DATA RECORDS below:

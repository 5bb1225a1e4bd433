use astrodyn_core::constants::{MJD_ZERO_POINT, SECONDS_PER_DAY};

/// Julian date of the Modified Julian reference used throughout the workspace.
pub const GMAT_MJD_OFFSET: f64 = 2_430_000.0;

/// Days from the workspace MJD reference to J2000.0 (negated).
pub const JD_MJD_OFFSET_TO_J2000: f64 = GMAT_MJD_OFFSET - astrodyn_core::constants::J2000_JD;

/// Standard MJD (JD − 2400000.5) of the workspace MJD reference.
pub const GMAT_MJD_AS_STANDARD_MJD: f64 = GMAT_MJD_OFFSET - MJD_ZERO_POINT;

pub const TT_TAI_OFFSET_SECONDS: f64 = 32.184;

pub const A1_TAI_OFFSET_SECONDS: f64 = 0.0343817;

pub const SECONDS_TO_DAYS: f64 = 1.0 / SECONDS_PER_DAY;

/// TAI − UTC in seconds, keyed by the standard MJD (UTC) the offset takes effect.
pub const LEAP_SECONDS: &[(f64, f64)] = &[
    (41317.0, 10.0),
    (41499.0, 11.0),
    (41683.0, 12.0),
    (42048.0, 13.0),
    (42413.0, 14.0),
    (42778.0, 15.0),
    (43144.0, 16.0),
    (43509.0, 17.0),
    (43874.0, 18.0),
    (44239.0, 19.0),
    (44786.0, 20.0),
    (45151.0, 21.0),
    (45516.0, 22.0),
    (46247.0, 23.0),
    (47161.0, 24.0),
    (47892.0, 25.0),
    (48257.0, 26.0),
    (48804.0, 27.0),
    (49169.0, 28.0),
    (49534.0, 29.0),
    (50083.0, 30.0),
    (50630.0, 31.0),
    (51179.0, 32.0),
    (53736.0, 33.0),
    (54832.0, 34.0),
    (56109.0, 35.0),
    (57204.0, 36.0),
    (57754.0, 37.0),
];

End of DATA RECORDS.

Transcribe the listing above in full, word for word.

• **SOLUTION TO THIS EXERCISE**
repository 5bb1225a1e4bd433
use astrodyn_core::constants::{MJD_ZERO_POINT, SECONDS_PER_DAY};

/// Julian date of the Modified Julian reference used throughout the workspace.
pub const GMAT_MJD_OFFSET: f64 = 2_430_000.0;

/// Days from the workspace MJD reference to J2000.0 (negated).
pub const JD_MJD_OFFSET_TO_J2000: f64 = GMAT_MJD_OFFSET - astrodyn_core::constants::J2000_JD;

/// Standard MJD (JD − 2400000.5) of the workspace MJD reference.
pub const GMAT_MJD_AS_STANDARD_MJD: f64 = GMAT_MJD_OFFSET - MJD_ZERO_POINT;

pub const TT_TAI_OFFSET_SECONDS: f64 = 32.184;

pub const A1_TAI_OFFSET_SECONDS: f64 = 0.0343817;

pub const SECONDS_TO_DAYS: f64 = 1.0 / SECONDS_PER_DAY;

/// TAI − UTC in seconds, keyed by the standard MJD (UTC) the offset takes effect.
pub const LEAP_SECONDS: &[(f64, f64)] = &[
    (41317.0, 10.0),
    (41499.0, 11.0),
    (41683.0, 12.0),
    (42048.0, 13.0),
    (42413.0, 14.0),
    (42778.0, 15.0),
    (43144.0, 16.0),
    (43509.0, 17.0),
    (43874.0, 18.0),
    (44239.0, 19.0),
    (44786.0, 20.0),
    (45151.0, 21.0),
    (45516.0, 22.0),
    (46247.0, 23.0),
    (47161.0, 24.0),
    (47892.0, 25.0),
    (48257.0, 26.0),
    (48804.0, 27.0),
    (49169.0, 28.0),
    (49534.0, 29.0),
    (50083.0, 30.0),
    (50630.0, 31.0),
    (51179.0, 32.0),
    (53736.0, 33.0),
    (54832.0, 34.0),
    (56109.0, 35.0),
    (57204.0, 36.0),
    (57754.0, 37.0),
];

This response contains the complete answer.